As I read and re-read all the non-Christian or anti-Christian accounts of the faith…a slow and awful impression grew gradually upon my mind–the impression that Christianity must be a most extraordinary thing…It was attacked on all sides and for all contradictory reasons. No sooner had one rationalist demonstrated that it was too far to the east than another demonstrated that it was much too far to the west. No sooner had my indignation died down at its angular and aggressive squareness than I was called up again to notice and condemn its enervating and sensual roundness.

–G.K. Chesterton, Orthodoxy (pg. 77)

Like A Fish Proving The Existence of Water [Wisdom from G.K.]

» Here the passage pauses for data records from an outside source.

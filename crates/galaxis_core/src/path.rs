//! # Coordinate Keys
//!
//! Everything in the galaxy is addressed by a `SystemPath`: the sector cube,
//! the system slot inside that sector, and a body inside that system.
//! Paths are plain values and are fed directly into generator seeds.

use std::fmt;

use serde::{Deserialize, Serialize};

/// Immutable 5-component coordinate key.
///
/// Ordering is lexicographic by component, in declaration order.
#[derive(
    Clone, Copy, Debug, Default, PartialEq, Eq, PartialOrd, Ord, Hash, Serialize, Deserialize,
)]
pub struct SystemPath {
    /// Sector X coordinate.
    pub sector_x: i32,
    /// Sector Y coordinate.
    pub sector_y: i32,
    /// Sector Z coordinate.
    pub sector_z: i32,
    /// System slot within the sector.
    pub system_index: u32,
    /// Body within the system.
    pub body_index: u32,
}

impl SystemPath {
    /// Creates a full body path.
    #[inline]
    #[must_use]
    pub const fn new(
        sector_x: i32,
        sector_y: i32,
        sector_z: i32,
        system_index: u32,
        body_index: u32,
    ) -> Self {
        Self {
            sector_x,
            sector_y,
            sector_z,
            system_index,
            body_index,
        }
    }

    /// Creates a path to a system (body index 0).
    #[inline]
    #[must_use]
    pub const fn system(sector_x: i32, sector_y: i32, sector_z: i32, system_index: u32) -> Self {
        Self::new(sector_x, sector_y, sector_z, system_index, 0)
    }

    /// Returns the sector coordinates as an array.
    #[inline]
    #[must_use]
    pub const fn sector(self) -> [i32; 3] {
        [self.sector_x, self.sector_y, self.sector_z]
    }

    /// Returns true if both paths lie in the same sector.
    #[inline]
    #[must_use]
    pub const fn is_same_sector(self, other: Self) -> bool {
        self.sector_x == other.sector_x
            && self.sector_y == other.sector_y
            && self.sector_z == other.sector_z
    }

    /// Returns the same path with system and body cleared.
    #[inline]
    #[must_use]
    pub const fn sector_only(self) -> Self {
        Self::new(self.sector_x, self.sector_y, self.sector_z, 0, 0)
    }

    /// Returns the same path with the body cleared.
    #[inline]
    #[must_use]
    pub const fn system_only(self) -> Self {
        Self::system(self.sector_x, self.sector_y, self.sector_z, self.system_index)
    }
}

impl fmt::Display for SystemPath {
    fn fmt(&self, f: &mut fmt::Formatter<'_>) -> fmt::Result {
        write!(
            f,
            "({},{},{}):{}:{}",
            self.sector_x, self.sector_y, self.sector_z, self.system_index, self.body_index
        )
    }
}
/// Puts `a` and `b` on a shared binary orbit at least `min_dist` AU apart.
///
/// Both bodies receive the same eccentricity, separation, period and
/// `orb_min`/`orb_max`. Each body's metric semi-major axis is its share of
/// the separation, weighted by the other body's mass, so the heavier body
/// sits closer to the centre of mass.
pub fn make_binary_pair<R: SeededRng>(
    rng: &mut R,
    a: &mut SystemBody,
    b: &mut SystemBody,
    min_dist: Fixed,
) {
    let total = a.mass + b.mass;
    let share_a = b.mass / total;
    let share_b = a.mass / total;

    let eccentricity = rng.n_fixed(3);
    let mut mul: i64 = 1;
    let separation = loop {
        let percent = match rng.int32_below(3) {
            2 => rng.int32_range(100, 10_000),
            1 => rng.int32_range(10, 1000),
            _ => rng.int32_range(1, 100),
        };
        let candidate = Fixed::from_ratio(i64::from(percent), 100) * mul;
        mul *= 2;
        if candidate >= min_dist {
            break candidate;
        }
    };

    let sma = separation.to_f64();
    let period = SECONDS_PER_YEAR * sma * (sma / total.to_f64()).sqrt();
    let tilt = -FRAC_PI_2;
    let yaw = rng.double_max(PI);

    let orb_min = separation - eccentricity * separation;
    let orb_max = separation * 2 - orb_min;

    for (body, share, yaw) in [(&mut *a, share_a, yaw), (&mut *b, share_b, yaw - PI)] {
        body.eccentricity = eccentricity;
        body.semi_major_axis = separation;
        body.orb_min = orb_min;
        body.orb_max = orb_max;
        body.orbit.eccentricity = eccentricity.to_f64();
        body.orbit.semi_major_axis = AU * (separation * share).to_f64();
        body.orbit.period = period;
        body.orbit.rotation.tilt = tilt;
        body.orbit.rotation.yaw = yaw;
    }
}

#[cfg(test)]
mod tests {
    use super::*;
    use crate::custom_system::{CustomSystem, CustomSystemCatalog};
    use crate::universe::UniverseConfig;

    fn universe() -> Universe {
        Universe::new(UniverseConfig::default())
    }

    fn system_with_stars(universe: &Universe, stars: usize) -> Option<(Sector, usize)> {
        for x in 0..40 {
            let sector = Sector::new(universe, x, 0, 0);
            if let Some(index) = sector.systems().iter().position(|s| s.num_stars == stars) {
                return Some((sector, index));
            }
        }
        None
    }

    #[test]
    fn test_out_of_range_index() {
        let universe = universe();
        let sector = Sector::new(&universe, 0, 0, 0);
        let path = SystemPath::system(0, 0, 0, sector.len() as u32);
        let err = SystemGenerator::new(&universe, path).unwrap_err();
        assert_eq!(
            err,
            GalaxyError::SystemIndexOutOfRange {
                path,
                count: sector.len()
            }
        );
    }

    #[test]
    fn test_each_star_count_builds_expected_tree() {
        let universe = universe();
        for stars in 1..=4 {
            let (sector, index) = system_with_stars(&universe, stars)
                .unwrap_or_else(|| panic!("no {stars}-star system found"));
            let system = SystemGenerator::from_sector(&universe, &sector, index)
                .unwrap()
                .generate()
                .unwrap();

            assert_eq!(system.star_count(), stars);
            assert_eq!(system.bodies.gravpoints().count(), stars - 1);
            assert_eq!(system.bodies.len(), 2 * stars - 1);
            assert_eq!(system.bodies.parent(system.root), None);
            assert_eq!(system.root_body().name, system.name);
            for body in system.bodies.iter() {
                if body.body_type == BodyType::Gravpoint {
                    assert_eq!(body.children.len(), 2);
                } else {
                    assert!(body.children.is_empty());
                }
                if body.id != system.root {
                    assert!(body.parent.is_some(), "{} is detached", body.name);
                }
            }
        }
    }

    #[test]
    fn test_generation_is_deterministic() {
        let universe = universe();
        let path = SystemPath::system(2, 1, 0, 0);
        let a = SystemGenerator::new(&universe, path).unwrap().generate().unwrap();
        let b = SystemGenerator::new(&universe, path).unwrap().generate().unwrap();
        assert_eq!(a, b);
    }

    #[test]
    fn test_invalid_star_count() {
        let universe = universe();
        let sector = Sector::new(&universe, 0, 0, 0);
        let mut summary = sector.systems()[0].clone();
        summary.num_stars = 5;
        let name = summary.name.clone();
        let err = SystemGenerator::from_system(&universe, SystemPath::system(0, 0, 0, 0), summary)
            .generate()
            .unwrap_err();
        assert_eq!(err, GalaxyError::InvalidStarCount { name, count: 5 });
    }

    #[test]
    fn test_binary_pair_shares_orbit() {
        let mut rng = BodyRng::from_key([1, 2, 3, 4, 5, 6]);
        let mut a = SystemBody::new("A", BodyType::StarG);
        let mut b = SystemBody::new("B", BodyType::StarM);
        a.mass = Fixed::from_int(1);
        b.mass = Fixed::from_ratio(1, 4);
        let min_dist = Fixed::from_int(3);

        for _ in 0..200 {
            make_binary_pair(&mut rng, &mut a, &mut b, min_dist);
            assert!(a.semi_major_axis >= min_dist);
            assert!(a.eccentricity >= Fixed::ZERO && a.eccentricity < Fixed::ONE);
            assert_eq!(a.semi_major_axis, b.semi_major_axis);
            assert_eq!(a.orb_min, b.orb_min);
            assert_eq!(a.orb_max, b.orb_max);
            assert!(a.orb_min <= a.semi_major_axis && a.semi_major_axis <= a.orb_max);
            assert!((a.orbit.period - b.orbit.period).abs() < f64::EPSILON);
            // heavier body sits closer to the barycentre
            assert!(a.orbit.semi_major_axis < b.orbit.semi_major_axis);
            let yaw_gap = a.orbit.rotation.yaw - b.orbit.rotation.yaw;
            assert!((yaw_gap - PI).abs() < 1e-12);
        }
    }

    #[test]
    fn test_custom_explored_flag_wins() {
        let mut catalog = CustomSystemCatalog::new();
        catalog.add(
            CustomSystem::new("Frontier", [200, 0, 0], vec![BodyType::StarK])
                .unwrap()
                .with_explored(true),
        );
        let universe = Universe::with_customs(UniverseConfig::default(), catalog);
        let system = SystemGenerator::new(&universe, SystemPath::system(200, 0, 0, 0))
            .unwrap()
            .generate()
            .unwrap();
        assert_eq!(system.name, "Frontier");
        assert!(!system.unexplored);
    }

    #[test]
    fn test_exploration_bands() {
        let universe = universe();
        let near = SystemGenerator::new(&universe, SystemPath::system(0, 0, 0, 0))
            .unwrap()
            .generate()
            .unwrap();
        assert!(!near.unexplored);

        let far = Sector::new(&universe, 100, 0, 0);
        assert!(!far.is_empty());
        let far = SystemGenerator::from_sector(&universe, &far, 0)
            .unwrap()
            .generate()
            .unwrap();
        assert!(far.unexplored);
    }
}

It is very hard for a man to defend anything of which he is entirely convinced. It is comparatively easy when he is only partially convinced. He is partially convinced because he has found this or that proof of the thing, and he can expound it. But a man is not really convinced of a philosophic theory when finds that something proves it. He is only really convinced when he finds that everything proves it. And the more converging reasons he finds pointing to this conviction, the more bewildered he is if asked suddenly to sum them up. Thus, if one asked an ordinarily intelligent man, on the spur of the moment, “Why do you prefer civilization to savagery?” he would look wildly round at object after object, and would only be able to answer vaguely, “Why, there is that bookcase…and the coals in the coal-scuttle…and pianos…and policemen.” The whole case for civilization is that the case for it is complex. It has done so many things. But that very multiplicity of proof which ought to make reply overwhelming makes reply impossible.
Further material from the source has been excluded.